Oxford University scientists begin to immunise volunteers Hope to immunise 72 adults by the end of the month to trial the new jab A prime injection is followed by a booster to strengthen immune response The vaccine wassuccessfulin protecting primates against Ebola There are now at least three Ebola vaccines being trialled for safety

By Madlen Davies for MailOnline

Published: 10:08 EST, 6 January 2015 | Updated: 12:54 EST, 6 January 2015

The first human trials of a new Ebola vaccine are today underway, the latest step in attempts to halt the spread of the virus in West Africa.

Scientists at Oxford University have immunised the first healthy volunteers with a new drug, which they hope will protect people against the disease.

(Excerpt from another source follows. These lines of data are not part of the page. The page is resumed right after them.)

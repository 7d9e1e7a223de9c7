use crate::errors::{AppError, AppResult};
use crate::model::{now, MindMap, Preferences, PreferencesUpdate, StorageData, DEFAULT_MAP_TITLE};
use crate::storage::{KeyValueStore, MemoryStore};
use crate::tree;

pub const STORAGE_KEY: &str = "aimindmap_data";

/// Owns every mind map of a session plus the current-map selector and the
/// user preferences, and writes them back through a [`KeyValueStore`].
///
/// Persistence failures never escape: they are logged, the in-memory state
/// keeps serving reads and writes, and [`MindMapStore::is_saved`] turns false.
pub struct MindMapStore {
    backend: Box<dyn KeyValueStore>,
    key: String,
    data: StorageData,
    saved: bool,
}

impl MindMapStore {
    /// Reads the persisted blob under `key`. A missing or unreadable blob
    /// yields an empty collection.
    pub fn load(backend: Box<dyn KeyValueStore>, key: impl Into<String>) -> Self {
        let key = key.into();
        let data = match backend.get(&key) {
            Ok(Some(raw)) => match deserialize(&raw) {
                Ok(data) => {
                    log::info!("loaded {} mind map(s) from {:?}", data.mindmaps.len(), key);
                    data
                }
                Err(e) => {
                    log::warn!("stored data under {:?} is corrupt, starting empty: {}", key, e);
                    StorageData::default()
                }
            },
            Ok(None) => {
                log::info!("no stored data under {:?}, starting empty", key);
                StorageData::default()
            }
            Err(e) => {
                log::error!("failed to read stored data under {:?}: {}", key, e);
                StorageData::default()
            }
        };

        Self {
            backend,
            key,
            data,
            saved: true,
        }
    }

    pub fn in_memory() -> Self {
        Self::load(Box::new(MemoryStore::new()), STORAGE_KEY)
    }

    pub fn data(&self) -> &StorageData {
        &self.data
    }

    pub fn key(&self) -> &str {
        &self.key
    }

    pub fn backend(&self) -> &dyn KeyValueStore {
        self.backend.as_ref()
    }

    pub fn mind_maps(&self) -> &[MindMap] {
        &self.data.mindmaps
    }

    pub fn preferences(&self) -> &Preferences {
        &self.data.preferences
    }

    /// False while changes are pending or the last write failed.
    pub fn is_saved(&self) -> bool {
        self.saved
    }

    pub fn current_mind_map(&self) -> Option<&MindMap> {
        self.data
            .mindmaps
            .iter()
            .find(|m| m.id == self.data.current_map_id)
    }

    fn current_index(&self) -> Option<usize> {
        self.data
            .mindmaps
            .iter()
            .position(|m| m.id == self.data.current_map_id)
    }

    /// Appends a new single-root map, makes it current and returns a copy.
    pub fn create_mind_map(&mut self, title: Option<&str>) -> MindMap {
        let title = title
            .map(str::trim)
            .filter(|t| !t.is_empty())
            .unwrap_or(DEFAULT_MAP_TITLE);
        let map = MindMap::new(title, self.data.preferences.default_theme);

        self.data.current_map_id = map.id.clone();
        self.data.mindmaps.push(map.clone());
        log::debug!("created mind map {} ({:?})", map.id, map.title);
        self.commit();
        map
    }

    pub fn select_mind_map(&mut self, id: &str) -> AppResult<()> {
        if !self.data.mindmaps.iter().any(|m| m.id == id) {
            return Err(AppError::MapNotFound(id.to_string()));
        }
        self.data.current_map_id = id.to_string();
        self.commit();
        Ok(())
    }

    /// Replaces the current map with `updater(copy)` and stamps `updated_at`.
    /// Does nothing when no map is current.
    pub fn update_current_mind_map<F>(&mut self, updater: F) -> Option<&MindMap>
    where
        F: FnOnce(MindMap) -> MindMap,
    {
        let idx = self.current_index()?;
        Some(self.update_at(idx, updater))
    }

    /// Like [`MindMapStore::update_current_mind_map`] for any stored map,
    /// current or not.
    pub fn update_mind_map<F>(&mut self, id: &str, updater: F) -> AppResult<&MindMap>
    where
        F: FnOnce(MindMap) -> MindMap,
    {
        let idx = self
            .data
            .mindmaps
            .iter()
            .position(|m| m.id == id)
            .ok_or_else(|| AppError::MapNotFound(id.to_string()))?;
        Ok(self.update_at(idx, updater))
    }

    fn update_at<F>(&mut self, idx: usize, updater: F) -> &MindMap
    where
        F: FnOnce(MindMap) -> MindMap,
    {
        let mut updated = updater(self.data.mindmaps[idx].clone());
        updated.updated_at = now();
        self.data.mindmaps[idx] = updated;

        self.commit();
        &self.data.mindmaps[idx]
    }

    pub fn update_preferences(&mut self, update: PreferencesUpdate) {
        let prefs = &mut self.data.preferences;
        if let Some(theme) = update.default_theme {
            prefs.default_theme = theme;
        }
        if let Some(auto_save) = update.auto_save {
            prefs.auto_save = auto_save;
        }
        self.commit();
    }

    /// Removes a map; clears the selection if it was current.
    pub fn delete_mind_map(&mut self, id: &str) -> AppResult<MindMap> {
        let idx = self
            .data
            .mindmaps
            .iter()
            .position(|m| m.id == id)
            .ok_or_else(|| AppError::MapNotFound(id.to_string()))?;

        let removed = self.data.mindmaps.remove(idx);
        if self.data.current_map_id == id {
            self.data.current_map_id.clear();
        }
        self.commit();
        Ok(removed)
    }

    /// Adds (or replaces, on id collision) a map and makes it current.
    /// With `strict`, structurally invalid maps are rejected.
    pub fn import_mind_map(&mut self, map: MindMap, strict: bool) -> AppResult<()> {
        if strict {
            tree::validate(&map.nodes)?;
        }

        self.data.current_map_id = map.id.clone();
        match self.data.mindmaps.iter_mut().find(|m| m.id == map.id) {
            Some(existing) => *existing = map,
            None => self.data.mindmaps.push(map),
        }
        self.commit();
        Ok(())
    }

    pub fn export_mind_map(&self, id: &str) -> AppResult<String> {
        let map = self
            .data
            .mindmaps
            .iter()
            .find(|m| m.id == id)
            .ok_or_else(|| AppError::MapNotFound(id.to_string()))?;
        Ok(serde_json::to_string_pretty(map)?)
    }

    /// Writes the whole collection to the backend now.
    pub fn save(&mut self) -> AppResult<()> {
        let blob = serialize(&self.data)?;
        match self.backend.set(&self.key, &blob) {
            Ok(()) => {
                self.saved = true;
                Ok(())
            }
            Err(e) => {
                self.saved = false;
                Err(e.into())
            }
        }
    }

    /// Persists after every mutation. The `auto_save` preference is stored
    /// like any other and never holds a write back.
    fn commit(&mut self) {
        if let Err(e) = self.save() {
            log::error!("failed to persist mind maps under {:?}: {}", self.key, e);
        }
    }
}

pub fn serialize(data: &StorageData) -> Result<String, serde_json::Error> {
    serde_json::to_string(data)
}

pub fn deserialize(raw: &str) -> Result<StorageData, serde_json::Error> {
    serde_json::from_str(raw)
}

/// Suggested download name for an exported map.
pub fn export_file_name(map: &MindMap) -> String {
    let stem: String = map
        .title
        .chars()
        .map(|c| if c.is_alphanumeric() || c == '-' || c == '_' { c } else { '_' })
        .collect();
    format!("{}-mindmap.json", stem)
}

The World Health Organisation said today more than 8,100 people have now lost their lives to the virus, the majority in Guinea, Sierra Leone and Liberia.

In September a separate trial was launched at the university, to test the effects of another potential vaccine.

The Oxford Vaccine Group, part of the University of Oxford Department of Paediatrics, aims to have vaccinated 72 healthy adult volunteers by the end of this month.

Oxford University scientists have begun immunising healthy volunteers in a trial of a new experimental Ebola vaccine. They hope to immunise 72 adults by the end of the month

The study involves a ‘prime-boost’ vaccine regime, meaning volunteers are given a first ‘prime’ injection to stimulate an initial immune response.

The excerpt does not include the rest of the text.